In our view, a more fitting approach is needed to ensure the taxonomy achieves what it is meant to do: enhance transparency on sustainable opportunities and risks in all sectors. From a circular point of view, this means the taxonomy needs to challenge institutions to radically rethink their current investment choices. An activity centered scope does not adequately serve that goal for the simple reason that, in practice, businesses are seen to optimize their linear models, rather than replacing them. As a result, an incentive is given to optimize the current linear activities instead of fostering innovation to close the loop. A taxonomy that contributes to a low-carbon economy should look beyond minimizing harm of the linear economy and instead focus on diminishing our dependency on natural resources from the get-go.
A taxonomy would therefore be most useful for market practitioners when it is inclusive, encourages companies to contribute to a circular economy while also being mindful of the risk of greenwashing. To do so, we suggest to adopt a criteria centered approach. Such criteria can be established following the below four categories, in line with current market maturity levels of Dutch financial institutions:
- Align to the strategic goals with regard to raw material usage from the program ‘A Circular Economy in the Netherlands by 2050’ to classify an economic activity as circular.
- Establish a negative selection list to prevent economic activities being classified as circular or as a contribution to the circular economy while they are harmful or only an improvement to the linear economy.
- Use the 9R criteria framework to assess the level of circularity, running from fully linear to fully circular strategies (recover, recycle, repurpose, remanufacture, refurbish, repair, reuse, reduce, rethink, refuse);
- Adopt the criteria from the Ellen MacArthur Foundation to also be able to measure the impact of investments. Ellen MacArthur has operationalized the R principles by formulating indicators that assess how effective a company is in making the transition from linear to circular models and follow a risk based approach.
3. A dynamic and phased approach
When the criteria centered approach is adopted and the taxonomy comes into force, it does not mean that full circularity is achieved. A growth model will be necessary to stimulate circular investments and transition from a linear to a fully circular economy while preventing greenwashing.

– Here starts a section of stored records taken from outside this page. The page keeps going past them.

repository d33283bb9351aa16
//! Command-line interface

pub mod args;
pub mod commands;

pub use args::{Cli, Commands};
//! External command adapters for the bundler and minifier
//!
//! Both adapters speak JSON over stdio. The bundler is invoked as
//! `<command...> <entry>`, receives its [`OutputOptions`] as
//! `{"format": "...", "name": "..." | null, "source_map": false | true | "inline"}`
//! on stdin and must print
//! `{"modules": [...], "code": "...", "map": {...} | null}`.
//! The minifier receives `{"code": "...", "inputMap": ...}` on stdin and
//! prints a [`MinifyOutput`] document.

use super::{Bundle, Bundler, EmittedCode, Minifier, MinifyOptions, MinifyOutput, OutputOptions, SourceMap};
use crate::error::{RollcacheError, RollcacheResult};
use async_trait::async_trait;
use serde::{Deserialize, Serialize};
use std::io;
use std::path::{Path, PathBuf};
use std::process::{Output, Stdio};
use tokio::io::AsyncWriteExt;
use tokio::process::Command;
use tracing::debug;

/// Bundler that shells out to an external command
#[derive(Debug, Clone)]
pub struct CommandBundler {
    command: ExternalCommand,
    output: OutputOptions,
}

impl CommandBundler {
    /// Create a bundler from a command line (program followed by arguments)
    pub fn new(command: &[String]) -> RollcacheResult<Self> {
        Ok(Self {
            command: ExternalCommand::new(command, "bundler.command")?,
            output: OutputOptions::default(),
        })
    }

    /// Output options sent to the command when building
    pub fn with_output(mut self, output: OutputOptions) -> Self {
        self.output = output;
        self
    }
}

#[derive(Debug, Deserialize)]
struct BundlerReport {
    modules: Vec<String>,
    code: String,
    #[serde(default)]
    map: Option<SourceMap>,
}

/// Run the bundler command for `entry` with `options` on stdin
async fn run_bundler(command: &ExternalCommand, entry: &Path, options: &OutputOptions) -> RollcacheResult<BundlerReport> {
    let mut input = serde_json::to_vec(options)?;
    input.push(b'\n');
    let output = command.run(Some(entry), &input).await?;

    let failed = |reason: String| RollcacheError::BundleFailed {
        entry: entry.to_path_buf(),
        reason,
    };

    if !output.status.success() {
        let stderr = String::from_utf8_lossy(&output.stderr);
        return Err(failed(stderr.trim().to_string()));
    }

    serde_json::from_slice(&output.stdout).map_err(|e| failed(format!("invalid bundler output: {}", e)))
}

/// Bundle whose code was already generated by the external command
#[derive(Debug)]
struct CommandBundle {
    command: ExternalCommand,
    entry: PathBuf,
    /// Options the report was generated with
    options: OutputOptions,
    report: BundlerReport,
}

#[async_trait]
impl Bundle for CommandBundle {
    fn module_ids(&self) -> Vec<String> {
        self.report.modules.clone()
    }

    async fn emit(&self, options: &OutputOptions) -> RollcacheResult<EmittedCode> {
        if options.format != self.options.format
            || options.name != self.options.name
            || (options.source_map.enabled() && !self.options.source_map.enabled())
        {
            debug!("Output options changed, re-running bundler for {}", self.entry.display());
            let report = run_bundler(&self.command, &self.entry, options).await?;
            return Ok(EmittedCode {
                code: report.code,
                map: report.map.filter(|_| options.source_map.enabled()),
            });
        }

        Ok(EmittedCode {
            code: self.report.code.clone(),
            map: self
                .report
                .map
                .clone()
                .filter(|_| options.source_map.enabled()),
        })
    }
}

#[async_trait]
impl Bundler for CommandBundler {
    async fn build(&self, entry: &Path) -> RollcacheResult<Box<dyn Bundle>> {
        let report = run_bundler(&self.command, entry, &self.output).await?;

        Ok(Box::new(CommandBundle {
            command: self.command.clone(),
            entry: entry.to_path_buf(),
            options: self.output.clone(),
            report,
        }))
    }

    fn name(&self) -> &'static str {
        "command"
    }
}

/// Minifier that shells out to an external command
#[derive(Debug, Clone)]
pub struct CommandMinifier {
    command: ExternalCommand,
}

impl CommandMinifier {
    /// Create a minifier from a command line (program followed by arguments)
    pub fn new(command: &[String]) -> RollcacheResult<Self> {
        Ok(Self {
            command: ExternalCommand::new(command, "minify.command")?,
        })
    }
}

#[derive(Serialize)]
#[serde(rename_all = "camelCase")]
struct MinifyRequest<'a> {
    code: &'a str,
    #[serde(flatten)]
    options: &'a MinifyOptions,
}

#[async_trait]
impl Minifier for CommandMinifier {
    async fn minify(&self, code: &str, options: &MinifyOptions) -> RollcacheResult<MinifyOutput> {
        let request = serde_json::to_vec(&MinifyRequest { code, options })?;
        let output = self.command.run(None, &request).await?;

        let failed = |reason: String| MinifyOutput {
            error: Some(reason),
            ..MinifyOutput::default()
        };

        if !output.status.success() {
            let stderr = String::from_utf8_lossy(&output.stderr);
            return Ok(failed(stderr.trim().to_string()));
        }

        Ok(serde_json::from_slice(&output.stdout)
            .unwrap_or_else(|e| failed(format!("invalid minifier output: {}", e))))
    }

    fn name(&self) -> &'static str {
        "command"
    }
}

/// A configured program and its leading arguments
#[derive(Debug, Clone)]
struct ExternalCommand {
    program: String,
    args: Vec<String>,
}

impl ExternalCommand {
    fn new(command: &[String], key: &'static str) -> RollcacheResult<Self> {
        let (program, args) = command.split_first().ok_or(RollcacheError::ConfigMissing(key))?;
        Ok(Self {
            program: program.clone(),
            args: args.to_vec(),
        })
    }

    /// Run the command with `input` on stdin, collecting stdout and stderr
    ///
    /// Stdin is fed while the output pipes are drained.
    async fn run(&self, extra: Option<&Path>, input: &[u8]) -> RollcacheResult<Output> {
        debug!("Executing: {} {:?} {:?}", self.program, self.args, extra);

        let mut command = Command::new(&self.program);
        command.args(&self.args);
        if let Some(extra) = extra {
            command.arg(extra);
        }

        let mut child = command
            .stdin(Stdio::piped())
            .stdout(Stdio::piped())
            .stderr(Stdio::piped())
            .spawn()
            .map_err(|e| RollcacheError::command_failed(&self.program, e))?;

        let stdin = child.stdin.take();
        let feed = async move {
            let Some(mut stdin) = stdin else {
                return Ok(());
            };
            match stdin.write_all(input).await {
                // The command may exit without reading its input
                Err(e) if e.kind() == io::ErrorKind::BrokenPipe => Ok(()),
                result => result,
            }
        };

        let (fed, output) = tokio::join!(feed, child.wait_with_output());
        fed.map_err(|e| RollcacheError::command_failed(&self.program, e))?;
        output.map_err(|e| RollcacheError::command_failed(&self.program, e))
    }
}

We suggest a four phased growth model approach to achieve such a transition to inclusive circularity. This phased approach is required to encourage innovation and growth with market and non-financial data maturity levels. Ultimately, setting such short and long term standards will create the required flexibility to ensure the taxonomy remains useful and applicable. After all, a dynamic classification system leaves room for improvement for those moving towards higher levels of circularity instead of anchoring fully circular activities. We visualize these different phases, ranging from a risk based viewpoint to the theory of necessary system change of the circular economy.
By prioritizing sectors, focusing on criteria rather than activities and adopting a phased approach to measure improvement, a taxonomy can be developed that is inclusive and encourages companies to contribute to a circular economy. Rather than anchoring fully circular activities, a path is created for those moving towards circularity, while making sure that, in the end, linear activities will not be supported. Ultimately, a clear and shared strategy is identified for companies and investors to make the transition to a circular business model.